Work to complete: In the listing below, how many lines contain the string "JobStatus"? Answer with the number only.

BEGIN Records for processing

use crate::error::{Error, Result};
use crate::types::{JobId, LogLine};
use serde::Serialize;
use std::path::PathBuf;

#[derive(Clone, Copy, Debug, PartialEq, Eq, Serialize)]
#[serde(rename_all = "lowercase")]
pub enum JobStatus {
    Initializing,
    Building,
    Completed,
    Error,
}

impl JobStatus {
    pub fn is_terminal(self) -> bool {
        matches!(self, JobStatus::Completed | JobStatus::Error)
    }
}

/// The record of a single build request.
///
/// Only the store actor mutates a `Job`, and only through [`Job::apply`], which is where the
/// lifecycle rules live: status moves forward only, progress never decreases, and nothing changes
/// once the job is completed or errored.
#[derive(Clone, Debug, Serialize)]
#[serde(rename_all = "camelCase")]
pub struct Job {
    pub id: JobId,
    pub status: JobStatus,
    pub progress: u8,
    pub logs: Vec<LogLine>,
    pub file_path: Option<PathBuf>,
}

/// A single mutation requested by the pipeline that owns the job.
#[derive(Clone, Debug)]
pub enum JobUpdate {
    Building,
    Progress(u8),
    Log(LogLine),
    Complete { file_path: PathBuf },
    Fail { message: String },
}

impl Job {
    pub fn new(id: JobId) -> Self {
        Self {
            id,
            status: JobStatus::Initializing,
            progress: 0,
            logs: Vec::new(),
            file_path: None,
        }
    }

    pub fn apply(&mut self, update: JobUpdate) -> Result<()> {
        if self.status.is_terminal() {
            return Err(Error::Finished(self.id));
        }
        match update {
            JobUpdate::Building => self.status = JobStatus::Building,
            JobUpdate::Progress(progress) => {
                // lower values are stale, never move backwards
                self.progress = self.progress.max(progress.min(100));
            }
            JobUpdate::Log(line) => self.logs.push(line),
            JobUpdate::Complete { file_path } => {
                self.status = JobStatus::Completed;
                self.progress = 100;
                self.file_path = Some(file_path);
            }
            JobUpdate::Fail { message } => {
                self.status = JobStatus::Error;
                self.logs.push(message);
            }
        }
        Ok(())
    }
}

#[cfg(test)]
mod tests {
    use super::*;
    use std::path::Path;
    use uuid::Uuid;

    #[test]
    fn progress_never_decreases() {
        let mut job = Job::new(Uuid::new_v4());
        job.apply(JobUpdate::Progress(40)).unwrap();
        job.apply(JobUpdate::Progress(10)).unwrap();
        assert_eq!(job.progress, 40);
        job.apply(JobUpdate::Progress(250)).unwrap();
        assert_eq!(job.progress, 100);
    }

    #[test]
    fn finished_jobs_reject_updates() {
        let mut job = Job::new(Uuid::new_v4());
        job.apply(JobUpdate::Building).unwrap();
        job.apply(JobUpdate::Fail {
            message: "Build failed: boom".into(),
        })
        .unwrap();

        assert_eq!(
            job.apply(JobUpdate::Log("late".into())),
            Err(Error::Finished(job.id))
        );
        assert_eq!(
            job.apply(JobUpdate::Complete {
                file_path: "/tmp/app.dmg".into()
            }),
            Err(Error::Finished(job.id))
        );
        assert_eq!(job.status, JobStatus::Error);
        assert!(job.file_path.is_none());
        assert_eq!(job.logs.last().unwrap(), "Build failed: boom");
    }

    #[test]
    fn file_path_only_set_on_completion() {
        let mut job = Job::new(Uuid::new_v4());
        assert!(job.file_path.is_none());
        job.apply(JobUpdate::Building).unwrap();
        job.apply(JobUpdate::Progress(90)).unwrap();
        assert!(job.file_path.is_none());
        job.apply(JobUpdate::Complete {
            file_path: "/tmp/ws/dist/app.dmg".into(),
        })
        .unwrap();
        assert_eq!(job.status, JobStatus::Completed);
        assert_eq!(job.progress, 100);
        assert_eq!(
            job.file_path.as_deref(),
            Some(Path::new("/tmp/ws/dist/app.dmg"))
        );
    }

    #[test]
    fn serializes_with_camel_case_fields() {
        let job = Job::new(Uuid::nil());
        let value = serde_json::to_value(&job).unwrap();
        assert_eq!(value["status"], "initializing");
        assert_eq!(value["progress"], 0);
        assert!(value["filePath"].is_null());
        assert!(value["logs"].as_array().unwrap().is_empty());
    }
}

END Records for processing

Exercise response: 10